Ce n’est pas vraiment un sourire moqueur, enfin ça dépend, avec Christian on se dit que les Milans ils rigolent bien de nous, à nous siffler comme ça, nous on accourt comme on peut, humains empêtrés dans nos intentions certes louables toujours un peu aveuglés par la lumière dans le ciel on est là armés de nos appareils et on essaye de capter l’intensité de leur regard, on le sait qu’ils nous regardent intensément parce qu’on le sent, impossible de ne pas se sentir passé.e aux rayons x quand un oiseau vous fixe, même un quart de seconde. Et nous on rigole de nous. C’est pas mal.

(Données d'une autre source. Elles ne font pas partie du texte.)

use grep::regex::RegexMatcher;
use grep::searcher::{Searcher, Sink, SinkMatch};
use std::error::Error;
use std::path::{Path, PathBuf};
use walkdir::WalkDir;

// Directories holding the crate's own Rust sources. Nothing outside them is
// scanned.
const SOURCE_DIRS: [&str; 4] = ["src", "ipca", "tests", "benches"];

// Collects every matching line of one file for a single lint.
struct LintCollector {
    lint: Lint,
    file_path: PathBuf,
    violations: Vec<String>,
}

#[derive(Clone, Copy)]
enum Lint {
    UnderscorePrefix,
    ForbiddenCommentWord,
    StarsInComment,
    UppercaseComment,
    AllowDeadCode,
}

impl Lint {
    fn pattern(self) -> &'static str {
        match self {
            Lint::UnderscorePrefix => r"\b(_[a-zA-Z0-9_]+)\b",
            Lint::ForbiddenCommentWord => {
                r"(//|/\*|///).*(?:FIXED|CORRECTED|FIX|NEW|CHANGED|CHANGE|MODIFIED|MODIFY|UPDATED|UPDATE)"
            }
            Lint::StarsInComment => r"(//|/\*).*\*\*",
            Lint::UppercaseComment => r"(//|/\*|///).*",
            Lint::AllowDeadCode => r"#\s*\[\s*allow\s*\(\s*dead_code\s*\)\s*\]",
        }
    }

    fn describe(self) -> &'static str {
        match self {
            Lint::UnderscorePrefix => "underscore-prefixed variables",
            Lint::ForbiddenCommentWord => "change-log words in comments",
            Lint::StarsInComment => "'**' emphasis in non-doc comments",
            Lint::UppercaseComment => "all-uppercase comments",
            Lint::AllowDeadCode => "#[allow(dead_code)] attributes",
        }
    }

    fn advice(self) -> &'static str {
        match self {
            Lint::UnderscorePrefix => {
                "Either use the variable (removing the underscore) or remove it completely."
            }
            Lint::ForbiddenCommentWord | Lint::StarsInComment | Lint::UppercaseComment => {
                "Comments describe the code as it is, in plain sentence case."
            }
            Lint::AllowDeadCode => {
                "Either use the code (removing the attribute) or remove it completely."
            }
        }
    }

    fn applies_to_build_script(self) -> bool {
        matches!(self, Lint::UnderscorePrefix)
    }
}

impl LintCollector {
    fn new(lint: Lint, file_path: &Path) -> Self {
        Self {
            lint,
            file_path: file_path.to_path_buf(),
            violations: Vec::new(),
        }
    }

    fn check_and_get_error_message(&self) -> Option<String> {
        if self.violations.is_empty() {
            return None;
        }

        let file_name = self.file_path.to_str().unwrap_or("?");
        let mut error_msg = format!(
            "\n❌ ERROR: Found {} {} in {}:\n",
            self.violations.len(),
            self.lint.describe(),
            file_name
        );
        for violation in &self.violations {
            error_msg.push_str(&format!("   {violation}\n"));
        }
        error_msg.push_str(&format!(
            "\n⚠️ {} are not allowed in this project.\n   {}\n",
            self.lint.describe(),
            self.lint.advice()
        ));
        Some(error_msg)
    }

    fn is_violation(&self, line_text: &str) -> bool {
        let trimmed = line_text.trim_start();
        let is_comment = trimmed.starts_with("//") || line_text.contains("/*");
        match self.lint {
            Lint::UnderscorePrefix => !is_comment && !underscore_only_in_strings(line_text),
            Lint::ForbiddenCommentWord | Lint::AllowDeadCode => true,
            Lint::StarsInComment => !trimmed.starts_with("///") && !trimmed.starts_with("//!"),
            Lint::UppercaseComment => {
                let comment_text = comment_body(trimmed);
                let alpha: Vec<char> = comment_text.chars().filter(|c| c.is_alphabetic()).collect();
                is_comment && !alpha.is_empty() && alpha.iter().all(|c| c.is_uppercase())
            }
        }
    }
}

impl Sink for LintCollector {
    type Error = std::io::Error;

    fn matched(&mut self, _: &Searcher, mat: &SinkMatch) -> Result<bool, Self::Error> {
        let line_number = mat.line_number().unwrap_or(0);
        let line_text = std::str::from_utf8(mat.bytes()).unwrap_or("").trim_end();
        if self.is_violation(line_text) {
            self.violations.push(format!("{line_number}:{line_text}"));
        }
        Ok(true)
    }
}

// True when every underscore identifier on the line sits inside a string
// literal.
fn underscore_only_in_strings(line_text: &str) -> bool {
    if !line_text.contains('"') {
        return false;
    }
    line_text
        .split('"')
        .enumerate()
        .filter(|(i, _)| i % 2 == 0)
        .all(|(_, code)| !code.split(|c: char| !c.is_alphanumeric() && c != '_').any(|w| {
            w.starts_with('_') && w.len() > 1
        }))
}

fn comment_body(trimmed: &str) -> &str {
    if let Some(rest) = trimmed.strip_prefix("///") {
        rest.trim()
    } else if let Some(rest) = trimmed.strip_prefix("//") {
        rest.trim()
    } else if let Some(idx) = trimmed.find("/*") {
        let rest = &trimmed[idx + 2..];
        match rest.find("*/") {
            Some(end) => rest[..end].trim(),
            None => rest.trim(),
        }
    } else {
        ""
    }
}

fn rust_sources() -> Vec<PathBuf> {
    SOURCE_DIRS
        .iter()
        .filter(|dir| Path::new(dir).is_dir())
        .flat_map(|dir| WalkDir::new(dir).into_iter().filter_map(|e| e.ok()))
        .filter(|e| e.path().extension().is_some_and(|ext| ext == "rs"))
        .map(|e| e.into_path())
        .collect()
}

fn scan(lint: Lint, files: &[PathBuf]) -> Result<(), Box<dyn Error>> {
    let matcher = RegexMatcher::new_line_matcher(lint.pattern())?;
    let mut searcher = Searcher::new();
    let build_script = PathBuf::from("build.rs");
    let extra = lint.applies_to_build_script().then_some(&build_script);

    for path in files.iter().chain(extra) {
        let mut collector = LintCollector::new(lint, path);
        searcher.search_path(&matcher, path, &mut collector)?;
        if let Some(error_message) = collector.check_and_get_error_message() {
            return Err(error_message.into());
        }
    }
    Ok(())
}

fn main() {
    println!("cargo:rerun-if-changed=build.rs");
    for dir in SOURCE_DIRS {
        println!("cargo:rerun-if-changed={dir}");
    }

    let files = rust_sources();
    for lint in [
        Lint::UnderscorePrefix,
        Lint::ForbiddenCommentWord,
        Lint::StarsInComment,
        Lint::UppercaseComment,
        Lint::AllowDeadCode,
    ] {
        if let Err(e) = scan(lint, &files) {
            // The message must reach cargo's output before the build fails.
            eprintln!("{e}");
            std::process::exit(1);
        }
    }
}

Les buses c’est bien plus doux. Christian dit C’est quand même moins gracieux que le vol des milans ! Oui mais les milans ces coquins ils viennent vous frôler ils vous offrent un spectacle incroyable tant que vous ne les fixez pas avec l’objectif. Après je sais pas, sans doute leur pudeur les empêche de réitérer. De vrais princes. Ou alors ils disent C’est un spectacle qui se regarde mais qui ne se possède pas en photo. Ou alors c’est un jeu de dextérité. Ou les deux. Allez savoir.
Peut-être les buses sont-elles plus douces parce qu’elles savent bien qu’on les trouve insignifiantes, moins tape-à-l’oeil, bien moins bling-bling, impertinentes, exubérantes, qu’on préfère dire juste Ah tiens une buse, et que dans ces cas-là, tant pis, il ne reste que la douceur patiente pour exister ? Plus j’y pense plus je me dis La douceur, ça change le monde. Dommage qu’on ne la célèbre pas assez. Qu’on ne la comprend pas. Qu’on ne veuille même pas l’entendre. Ah c’est sûr, pour ça il faut du calme. Et du calme ça ne s’achète pas.
En attendant là clairement c’était une buse qui voulait se faire tirer le portrait, elle avait vraiment envie je crois, j’ai un peu hésité parce qu’un milan avait décollé plus bas ; elle volait avec une patience impériale juste au-dessus de Gous qui surveille les horizons herbeux et moi qui fixe un peu dans le vide sans voir quoique ce soit réellement le ciel la limite entre les crêtes et la couleur du ciel à ce moment Il va faire orage là Ouh ouh Quand est-ce que tu sors de tes songes ma petite Je suis là au-dessus de toi et je voudrais bien une photo Regarde comme je suis patiente à tourner retourner re-retourner pour que tu aies le temps de me voir faire, de préparer ton cadre et de me suivre au vol depuis ton sol. Voilà ton portrait madame / monsieur Buse. Merci pour la leçon. Je t’offre aussi un haïku. Quand je serai grande je t’offrirai des décors à la Vincent Munier, mais en attendant j’ai du chemin à faire des rêves à explorer des choses à écrire et ce gris bleuté du ciel te sied comme il faut, je trouve.
C’est chouette de réapprendre la photo avec les oiseaux. Je vous raconterai les portraits Corbeau aussi, c’est vraiment sympa.